Седьмой зал отводился тем, кто смотрит на мир из глубины своих снов. Там мне довелось разговаривать с женщиной, которая мечтала на языке сердечных чувств, и с человеком, который изобретал людей, чтобы быть услышанным ими. Они уверяли меня, что всё, что существует, — это взгляд Круга Бытия на самого себя, и что мы — формы этого взгляда, как отблески факела на стенах. “Если это так, — спросил я, — зачем же мы страдаем?” — “Потому что мы принимаем тень за хозяина, — ответили они. — Мы забываем, что даже тень — продолжение света”. Их слова были столь просты, что я не поверил им, как не верят кристально прозрачной воде в пустыне после слишком долгой безнадежной жажды.
В восьмом зале, прозванном Летописью Возвратов, я прочёл множество историй о тех, кто уходил и возвращался, иногда в свою жизнь, иногда в чужую. Один человек уходил из своего города тысячу раз и всякий раз возвращался в один и тот же двор, где пес разбрасывал по двору кучи сухих листьев. Он думал, что это неудача, пока не понял, что каждый возврат — другой, и собака — тоже: в одном возвращении она была терпением, в другом — тоской, а однажды стала прощением, и тогда он перестал морщиться при слове “дом”. С тех пор я перестал делить возвраты на полезные и бесполезные, и научился слушать, чему они хотят меня научить.
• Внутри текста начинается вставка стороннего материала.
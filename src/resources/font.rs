//! Font records: the id-to-name binding the core keeps while the
//! front-end owns rasterisation and metrics.

use crate::protocol::types::FontId;

#[derive(Debug, Clone, PartialEq, Eq)]
pub struct FontRecord {
    pub id: FontId,
    /// The pattern the client opened the font by.
    pub name: String,
}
Девятый зал был местом судов, но в нём не было судей. Там лежали весы, на одну чашу которых клали желания, на другую — готовность платить ценой себя. Никто не мог уйти с пустыми ладонями: если человек забирал своё желание, он брал и плату; если возвращал желание — возвращал и плату. Я долго стоял у этих весов, оценивал собственные желания — и многие и многие из них поблекли, когда я положил рядом труд, равный им. Так, простившись с не приносящим радость, я вышел к ясной тропе: не к той, где всё легко, а к той, где легко ходить, даже когда тяжело.